CRH to ease debt reduction to plot growth, Fitch says
Building materials giant has said it may spend up to €3 billion on deals by mid-2018
Fitch, one of the world’s leading credit ratings agencies, expects building materials giant CRH to ease back on its recent focus on lowering its debt levels as it returns its focus to growth
CRH, which spent a gross €7.8 billion on deals in 2015 including the purchase of assets from European peers Lafarge and Holcim ahead of their merger, has managed to lower its debt ratio since then at a faster-than-expected than Fitch had expected.
The company’s net debt fell from 3 times earnings before interest, tax, depreciation and amortisation (ebitda) in 2015 to 1.7 times last year as its earnings were boosted by the deals.

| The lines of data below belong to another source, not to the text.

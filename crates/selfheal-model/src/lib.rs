// Copyright (c) 2024-2026 Martin Schröder <info@swedishembedded.com>
//
// SPDX-License-Identifier: MIT
mod client;
mod error;
mod guard;
mod mock;
mod types;

pub use client::{ChatClient, OpenAiCompatClient};
pub use error::{ApiErrorField, TransportError};
pub use guard::{GuardClient, GuardResult};
pub use mock::{FailingMockClient, ScriptedMockClient};
pub use types::{
    CompletionRequest, CompletionResponse, FunctionCall, Message, Role, ToolCallRequest,
    ToolSchema,
};
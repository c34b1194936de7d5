// Copyright (c) 2024-2026 Martin Schröder <info@swedishembedded.com>
//
// SPDX-License-Identifier: MIT
use std::sync::Arc;

use async_trait::async_trait;
use serde_json::{json, Value};

use crate::sandbox::SandboxFs;
use crate::tool::{Tool, ToolCall, ToolOutput};

pub struct ListFilesTool {
    fs: Arc<SandboxFs>,
}

impl ListFilesTool {
    pub fn new(fs: Arc<SandboxFs>) -> Self {
        Self { fs }
    }
}

#[async_trait]
impl Tool for ListFilesTool {
    fn name(&self) -> &str {
        "list_files"
    }

    fn description(&self) -> &str {
        "List the files and directories at a path relative to the source directory root. \
         Use \".\" for the root. Directories are suffixed with \"/\"."
    }

    fn parameters_schema(&self) -> Value {
        json!({
            "type": "object",
            "properties": {
                "path": {
                    "type": "string",
                    "description": "Path relative to the source directory root, or \".\" for the root"
                }
            },
            "required": ["path"]
        })
    }

    async fn execute(&self, call: &ToolCall) -> ToolOutput {
        let path = match call.args.get("path").and_then(Value::as_str) {
            Some(p) => p,
            None => return ToolOutput::err(&call.id, "Error: missing required argument 'path'"),
        };
        ToolOutput::ok(&call.id, self.fs.list_files(path))
    }
}

pub struct GetFileContentTool {
    fs: Arc<SandboxFs>,
}

impl GetFileContentTool {
    pub fn new(fs: Arc<SandboxFs>) -> Self {
        Self { fs }
    }
}

#[async_trait]
impl Tool for GetFileContentTool {
    fn name(&self) -> &str {
        "get_file_content"
    }

    fn description(&self) -> &str {
        "Read the text content of a file at a path relative to the source directory root. \
         Files larger than 100KiB are refused."
    }

    fn parameters_schema(&self) -> Value {
        json!({
            "type": "object",
            "properties": {
                "path": {
                    "type": "string",
                    "description": "Path to the file, relative to the source directory root"
                }
            },
            "required": ["path"]
        })
    }

    async fn execute(&self, call: &ToolCall) -> ToolOutput {
        let path = match call.args.get("path").and_then(Value::as_str) {
            Some(p) => p,
            None => return ToolOutput::err(&call.id, "Error: missing required argument 'path'"),
        };
        ToolOutput::ok(&call.id, self.fs.get_file_content(path))
    }
}

/// The fixed catalog of tools exposed to the model: `list_files` and
/// `get_file_content`, both backed by the same sandboxed root.
pub struct ToolCatalog {
    tools: Vec<Arc<dyn Tool>>,
}

impl ToolCatalog {
    pub fn new(fs: Arc<SandboxFs>) -> Self {
        Self {
            tools: vec![
                Arc::new(ListFilesTool::new(fs.clone())),
                Arc::new(GetFileContentTool::new(fs)),
            ],
        }
    }

    pub fn schemas(&self) -> Vec<(String, String, Value)> {
        self.tools
            .iter()
            .map(|t| (t.name().to_string(), t.description().to_string(), t.parameters_schema()))
            .collect()
    }

    pub fn find(&self, name: &str) -> Option<Arc<dyn Tool>> {
        self.tools.iter().find(|t| t.name() == name).cloned()
    }

    pub async fn dispatch(&self, call: ToolCall) -> ToolOutput {
        match self.find(&call.name) {
            Some(tool) => tool.execute(&call).await,
            None => ToolOutput::err(&call.id, format!("Unknown tool: {}", call.name)),
        }
    }
}

#[cfg(test)]
mod tests {
    use super::*;
    use serde_json::json;

    fn catalog_with(files: &[(&str, &str)]) -> (tempfile::TempDir, ToolCatalog) {
        let dir = tempfile::tempdir().unwrap();
        for (name, content) in files {
            let p = dir.path().join(name);
            if let Some(parent) = p.parent() {
                std::fs::create_dir_all(parent).unwrap();
            }
            std::fs::write(p, content).unwrap();
        }
        let fs = Arc::new(SandboxFs::new(dir.path().to_path_buf()));
        (dir, ToolCatalog::new(fs))
    }

    #[tokio::test]
    async fn dispatch_routes_to_correct_tool() {
        let (_dir, catalog) = catalog_with(&[("a.txt", "hello")]);
        let out = catalog
            .dispatch(ToolCall {
                id: "1".into(),
                name: "get_file_content".into(),
                args: json!({"path": "a.txt"}),
            })
            .await;
        assert_eq!(out.content, "hello");
        assert!(!out.is_error);
    }

    #[tokio::test]
    async fn dispatch_unknown_tool_is_error() {
        let (_dir, catalog) = catalog_with(&[]);
        let out = catalog
            .dispatch(ToolCall {
                id: "1".into(),
                name: "delete_everything".into(),
                args: json!({}),
            })
            .await;
        assert!(out.is_error);
        assert!(out.content.contains("Unknown tool"));
    }

    #[tokio::test]
    async fn dispatch_missing_argument_is_error() {
        let (_dir, catalog) = catalog_with(&[]);
        let out = catalog
            .dispatch(ToolCall {
                id: "1".into(),
                name: "list_files".into(),
                args: json!({}),
            })
            .await;
        assert!(out.is_error);
    }

    #[test]
    fn schemas_lists_both_tools() {
        let (_dir, catalog) = catalog_with(&[]);
        let names: Vec<String> = catalog.schemas().into_iter().map(|(n, _, _)| n).collect();
        assert_eq!(names, vec!["list_files", "get_file_content"]);
    }
}
// Copyright (c) 2024-2026 Martin Schröder <info@swedishembedded.com>
//
// SPDX-License-Identifier: Apache-2.0
use std::collections::HashMap;
use std::sync::Arc;

use async_trait::async_trait;
use chrono::{DateTime, Utc};
use serde_json::{json, Value};
use tokio::sync::Mutex;

use selfheal_config::{SelfHealConfig, Strategy};

use crate::types::Submission;

/// Probe for external-worker reachability. The IPC mechanism is left to the
/// host; this is the seam it plugs its chosen transport (HTTP health check,
/// socket ping, ...) into.
#[async_trait]
pub trait ExternalWorkerHealth: Send + Sync {
    async fn reachable(&self) -> bool;
}

/// Always-reachable stub used when no external strategy is configured, and
/// in tests that never exercise the external path.
pub struct AlwaysReachable;

#[async_trait]
impl ExternalWorkerHealth for AlwaysReachable {
    async fn reachable(&self) -> bool {
        true
    }
}

/// The two mutable fields a single mutex protects. Held only across direct
/// reads/writes, never across I/O.
#[derive(Debug, Default)]
struct TriggerState {
    is_running: bool,
    last_run: Option<DateTime<Utc>>,
}

/// Gates each submission on mode, type allow-list, admin allow-list
/// (external mode only), single-flight, and cooldown window. One instance
/// per process; the config it holds is immutable after construction.
pub struct TriggerPolicy {
    config: Arc<SelfHealConfig>,
    state: Mutex<TriggerState>,
    worker_health: Arc<dyn ExternalWorkerHealth>,
}

impl TriggerPolicy {
    pub fn new(config: Arc<SelfHealConfig>) -> Self {
        Self {
            config,
            state: Mutex::new(TriggerState::default()),
            worker_health: Arc::new(AlwaysReachable),
        }
    }

    pub fn with_worker_health(config: Arc<SelfHealConfig>, worker_health: Arc<dyn ExternalWorkerHealth>) -> Self {
        Self {
            config,
            state: Mutex::new(TriggerState::default()),
            worker_health,
        }
    }

    /// Decide whether `submission` may trigger an analysis run right now.
    /// Returns `(allowed, reason)`; `reason` is always populated, even on
    /// the admitted path, for observability.
    pub async fn can_trigger(&self, submission: &Submission) -> (bool, String) {
        if !self.config.enabled {
            return (false, "self-healing disabled".to_string());
        }

        if let Err(reason) = self.check_strategy_prerequisites(submission).await {
            return (false, reason);
        }

        if !self.config.type_allowed(submission.kind.as_str()) {
            return (
                false,
                format!("submission type '{}' not in allow-list", submission.kind.as_str()),
            );
        }

        let state = self.state.lock().await;
        if state.is_running {
            return (false, "an analysis is already running".to_string());
        }

        if let Some(last_run) = state.last_run {
            let elapsed = Utc::now().signed_duration_since(last_run);
            let cooldown = chrono::Duration::from_std(self.config.cooldown_duration())
                .unwrap_or_else(|_| chrono::Duration::seconds(3600));
            if elapsed < cooldown {
                let remaining = cooldown - elapsed;
                let minutes = (remaining.num_seconds() as f64 / 60.0).round() as i64;
                return (
                    false,
                    format!("cooldown active, {minutes} minute(s) remaining"),
                );
            }
        }

        (true, "admitted".to_string())
    }

    async fn check_strategy_prerequisites(&self, submission: &Submission) -> Result<(), String> {
        match self.config.mode {
            Strategy::Internal => {
                if self.config.resolve_api_key().is_none() {
                    return Err("API key not configured".to_string());
                }
            }
            Strategy::External => {
                let email = submission
                    .submitter_email
                    .as_deref()
                    .map(|e| e.trim().to_lowercase())
                    .unwrap_or_default();
                let is_admin = self
                    .config
                    .admin_emails
                    .iter()
                    .any(|a| a.trim().to_lowercase() == email);
                if email.is_empty() || !is_admin {
                    return Err("submitter is not an authorized admin".to_string());
                }
                let Some(script) = &self.config.trigger_script else {
                    return Err("external trigger script not configured".to_string());
                };
                if !script.exists() {
                    return Err("external trigger script not found on host".to_string());
                }
                if !self.worker_health.reachable().await {
                    return Err("external worker not reachable".to_string());
                }
            }
        }
        Ok(())
    }

    /// Mark a run as started. Callers must pair this with [`Self::release`]
    /// on every exit path — see `selfheal-dispatch::dispatcher::TriggerGuard`
    /// for the RAII wrapper that enforces this.
    pub async fn acquire(&self) -> bool {
        let mut state = self.state.lock().await;
        if state.is_running {
            return false;
        }
        state.is_running = true;
        state.last_run = Some(Utc::now());
        true
    }

    pub async fn release(&self) {
        let mut state = self.state.lock().await;
        state.is_running = false;
    }

    /// Snapshot of `{enabled, is_running, last_run?, cooldown_remaining?,
    /// strategy_health_probes}`. `cooldown_remaining` is omitted entirely
    /// until the first run, rather than emitted as `null`.
    pub async fn status(&self) -> HashMap<String, Value> {
        let state = self.state.lock().await;
        let mut out = HashMap::new();
        out.insert("enabled".to_string(), json!(self.config.enabled));
        out.insert("is_running".to_string(), json!(state.is_running));
        out.insert("last_run".to_string(), json!(state.last_run));

        if let Some(last) = state.last_run {
            let elapsed = Utc::now().signed_duration_since(last);
            let cooldown = chrono::Duration::from_std(self.config.cooldown_duration())
                .unwrap_or_else(|_| chrono::Duration::seconds(3600));
            let remaining = (cooldown - elapsed).num_seconds().max(0);
            out.insert("cooldown_remaining".to_string(), json!(remaining));
        }

        let probes = match self.config.mode {
            Strategy::External => {
                let mut m = serde_json::Map::new();
                m.insert("external_worker".to_string(), json!(self.worker_health.reachable().await));
                Value::Object(m)
            }
            Strategy::Internal => Value::Object(serde_json::Map::new()),
        };
        out.insert("strategy_health_probes".to_string(), probes);

        out
    }
}
// Copyright (c) 2024-2026 Martin Schröder <info@swedishembedded.com>
//
// SPDX-License-Identifier: Apache-2.0
use serde::Deserialize;
use thiserror::Error;

/// Transport-level failure talking to an OpenAI-compatible endpoint.
#[derive(Debug, Error)]
pub enum TransportError {
    #[error("no API key configured")]
    MissingApiKey,
    #[error("request failed: {0}")]
    Request(String),
    #[error("{status} error: {body}")]
    Http { status: u16, body: String },
    #[error("API error: {0}")]
    ApiError(String),
    #[error("response carried no choices")]
    EmptyChoices,
    #[error("malformed response: {0}")]
    Decode(String),
}

/// The `error` field of a 2xx chat-completions body is not consistently
/// shaped across OpenAI-compatible providers: some return a bare string,
/// others an object with a `message` field. Parse both, normalizing at the
/// edge per the documented "Dual-shape API error parsing" pattern.
#[derive(Debug, Deserialize)]
#[serde(untagged)]
pub enum ApiErrorField {
    Message { message: String },
    Bare(String),
}

impl ApiErrorField {
    pub fn into_text(self) -> String {
        match self {
            ApiErrorField::Message { message } => message,
            ApiErrorField::Bare(s) => s,
        }
    }
}

#[cfg(test)]
mod tests {
    use super::*;

    #[test]
    fn parses_bare_string_error() {
        let v: ApiErrorField = serde_json::from_str(r#""rate limited""#).unwrap();
        assert_eq!(v.into_text(), "rate limited");
    }

    #[test]
    fn parses_object_error_with_message() {
        let v: ApiErrorField = serde_json::from_str(r#"{"message": "bad request"}"#).unwrap();
        assert_eq!(v.into_text(), "bad request");
    }
}
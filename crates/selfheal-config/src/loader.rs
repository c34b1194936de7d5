// Copyright (c) 2024-2026 Martin Schröder <info@swedishembedded.com>
//
// SPDX-License-Identifier: MIT
use std::path::{Path, PathBuf};

use anyhow::Context;
use tracing::debug;

use crate::SelfHealConfig;

/// Ordered list of config file locations searched from lowest to highest priority.
/// Later files override earlier ones.
fn config_search_paths() -> Vec<PathBuf> {
    let mut paths = Vec::new();

    paths.push(PathBuf::from("/etc/selfheal/config.yaml"));
    paths.push(PathBuf::from("/etc/selfheal/config.yml"));

    if let Some(cfg) = dirs::config_dir() {
        paths.push(cfg.join("selfheal/config.yaml"));
        paths.push(cfg.join("selfheal/config.yml"));
    }

    paths.push(PathBuf::from(".selfheal.yaml"));
    paths.push(PathBuf::from(".selfheal.yml"));

    paths
}

/// Load configuration by merging all discovered YAML files.
/// `extra` may provide an explicit path (e.g. an operator-supplied override).
pub fn load(extra: Option<&Path>) -> anyhow::Result<SelfHealConfig> {
    let mut merged = serde_yaml::Value::Mapping(serde_yaml::Mapping::new());

    for path in config_search_paths() {
        if path.is_file() {
            debug!(path = %path.display(), "loading config layer");
            merge_file(&mut merged, &path)?;
        }
    }

    if let Some(p) = extra {
        debug!(path = %p.display(), "loading explicit config");
        merge_file(&mut merged, p)?;
    }

    let config: SelfHealConfig = if matches!(merged, serde_yaml::Value::Mapping(ref m) if m.is_empty())
    {
        SelfHealConfig::default()
    } else {
        serde_yaml::from_value(merged).context("deserializing merged self-healing config")?
    };
    Ok(config)
}

fn merge_file(dst: &mut serde_yaml::Value, path: &Path) -> anyhow::Result<()> {
    let text =
        std::fs::read_to_string(path).with_context(|| format!("reading {}", path.display()))?;
    let layer: serde_yaml::Value =
        serde_yaml::from_str(&text).with_context(|| format!("parsing {}", path.display()))?;
    merge_yaml(dst, layer);
    Ok(())
}

/// Deep-merge `src` into `dst`; src wins on scalar conflicts.
fn merge_yaml(dst: &mut serde_yaml::Value, src: serde_yaml::Value) {
    match (dst, src) {
        (serde_yaml::Value::Mapping(d), serde_yaml::Value::Mapping(s)) => {
            for (k, v) in s {
                let entry = d
                    .entry(k)
                    .or_insert(serde_yaml::Value::Mapping(serde_yaml::Mapping::new()));
                merge_yaml(entry, v);
            }
        }
        (dst, src) => *dst = src,
    }
}

// ─── Unit tests ──────────────────────────────────────────────────────────────
// Copyright (c) 2024-2026 Martin Schröder <info@swedishembedded.com>
//
// SPDX-License-Identifier: MIT
mod loader;
mod schema;

pub use loader::load;
pub use schema::{SelfHealConfig, Strategy};

#[cfg(test)]
mod tests {
    use super::*;

    #[test]
    fn allowed_types_wildcard_admits_anything() {
        let mut cfg = SelfHealConfig::default();
        cfg.allowed_types = vec!["all".to_string()];
        assert!(cfg.type_allowed("bug"));
        assert!(cfg.type_allowed("anything"));
    }

    #[test]
    fn allowed_types_closed_set() {
        let mut cfg = SelfHealConfig::default();
        cfg.allowed_types = vec!["bug".to_string(), "feature".to_string()];
        assert!(cfg.type_allowed("bug"));
        assert!(!cfg.type_allowed("question"));
    }

    #[test]
    fn resolve_api_key_prefers_explicit() {
        let mut cfg = SelfHealConfig::default();
        cfg.api_key = Some("explicit".into());
        cfg.api_key_env = Some("SELFHEAL_TEST_KEY_UNUSED".into());
        assert_eq!(cfg.resolve_api_key().as_deref(), Some("explicit"));
    }

    #[test]
    fn resolve_api_key_falls_back_to_env() {
        std::env::set_var("SELFHEAL_TEST_KEY_FALLBACK", "from-env");
        let mut cfg = SelfHealConfig::default();
        cfg.api_key_env = Some("SELFHEAL_TEST_KEY_FALLBACK".into());
        assert_eq!(cfg.resolve_api_key().as_deref(), Some("from-env"));
        std::env::remove_var("SELFHEAL_TEST_KEY_FALLBACK");
    }

    #[test]
    fn cooldown_duration_defaults_to_one_hour() {
        let cfg = SelfHealConfig::default();
        assert_eq!(cfg.cooldown_duration().as_secs(), 3600);
    }

    #[test]
    fn timeout_duration_defaults_to_thirty_minutes() {
        let cfg = SelfHealConfig::default();
        assert_eq!(cfg.timeout_duration().as_secs(), 1800);
    }

    #[test]
    fn malformed_duration_string_falls_back() {
        let mut cfg = SelfHealConfig::default();
        cfg.cooldown = "not-a-duration".into();
        assert_eq!(cfg.cooldown_duration().as_secs(), 3600);
    }
}
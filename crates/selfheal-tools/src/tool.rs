// Copyright (c) 2024-2026 Martin Schröder <info@swedishembedded.com>
//
// SPDX-License-Identifier: MIT
use async_trait::async_trait;
use serde_json::Value;

/// A single tool invocation requested by the model.
#[derive(Debug, Clone)]
pub struct ToolCall {
    /// Opaque identifier returned by the model; forwarded verbatim.
    pub id: String,
    pub name: String,
    /// Parsed JSON arguments.
    pub args: Value,
}

/// The textual result of executing a tool.
///
/// Sandbox violations, missing files, and argument-parse failures are all
/// surfaced here as ordinary (non-error) strings that begin with `Error:` —
/// the model reads these as tool output and may self-correct within the
/// same loop. `is_error` only distinguishes the dispatcher-level "unknown
/// tool" / "bad arguments" cases from a clean result; it never causes the
/// agent loop itself to fail.
#[derive(Debug, Clone)]
pub struct ToolOutput {
    pub call_id: String,
    pub content: String,
    pub is_error: bool,
}

impl ToolOutput {
    pub fn ok(call_id: impl Into<String>, content: impl Into<String>) -> Self {
        Self {
            call_id: call_id.into(),
            content: content.into(),
            is_error: false,
        }
    }

    pub fn err(call_id: impl Into<String>, msg: impl Into<String>) -> Self {
        Self {
            call_id: call_id.into(),
            content: msg.into(),
            is_error: true,
        }
    }
}

/// Trait every tool in the catalog implements.
#[async_trait]
pub trait Tool: Send + Sync {
    fn name(&self) -> &str;
    fn description(&self) -> &str;
    /// JSON Schema for parameters.
    fn parameters_schema(&self) -> Value;
    async fn execute(&self, call: &ToolCall) -> ToolOutput;
}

“The group’s rate of deleveraging has exceeded Fitch’s expectations since its large acquisitions in 2015,” the UK-based ratings firm said, reiterating its ‘BBB’ rating on CRH’s senior unsecured debt, which is eight levels below its top-notch AAA stance. “Fitch expects limited further deleveraging, reflecting management’s renewed focus on growth.”
The Dublin-based group signalled in February that it was back on the mergers and acquisitions (M&A) trail and had the capacity to spend between €2 billion and €3 billion on transactions by the middle of next year. Agreed deals announced so far this year amount to about €500 million, though this was largely offset by proceeds from the sale of unwanted assets.
The group revealed last month that senior executive Maeve Carton, who had been in charge of integrating the assets acquired in 2015, plans to retire at the end of August.
“CRH has a good track record in executing and integrating M&A,” said Fitch. “It historically replaced businesses that it sold at a multiple of 10 times ebitda with earnings and margin-accretive acquisitions at 8x ebitda.”
Fitch also expects CRH to step up investment spending in the coming years.
Meanwhile, analysts at investment firm Cantor Fitzgerald in Dublin noted on Tuesday that CRH’s stock has fallen by about 13 per cent since mid-May, partly as a result of bad weather impacting business volumes in North America, where the company generates 60 per cent of its earnings.
The drop has taken some of the steam out of a surge enjoyed by the stock following Donald Trump’s election as US president last November, amid hopes it would be a key beneficiary from the Republican’s infrastructure spending plans.
“The lack of discernible M&A activity has not helped,” said Will Heffernan, an analyst with Cantor.
He said that he expects CRH, which reports interim results on August 24th, to report that European trading continues to pick up and that the US should improve in the second half.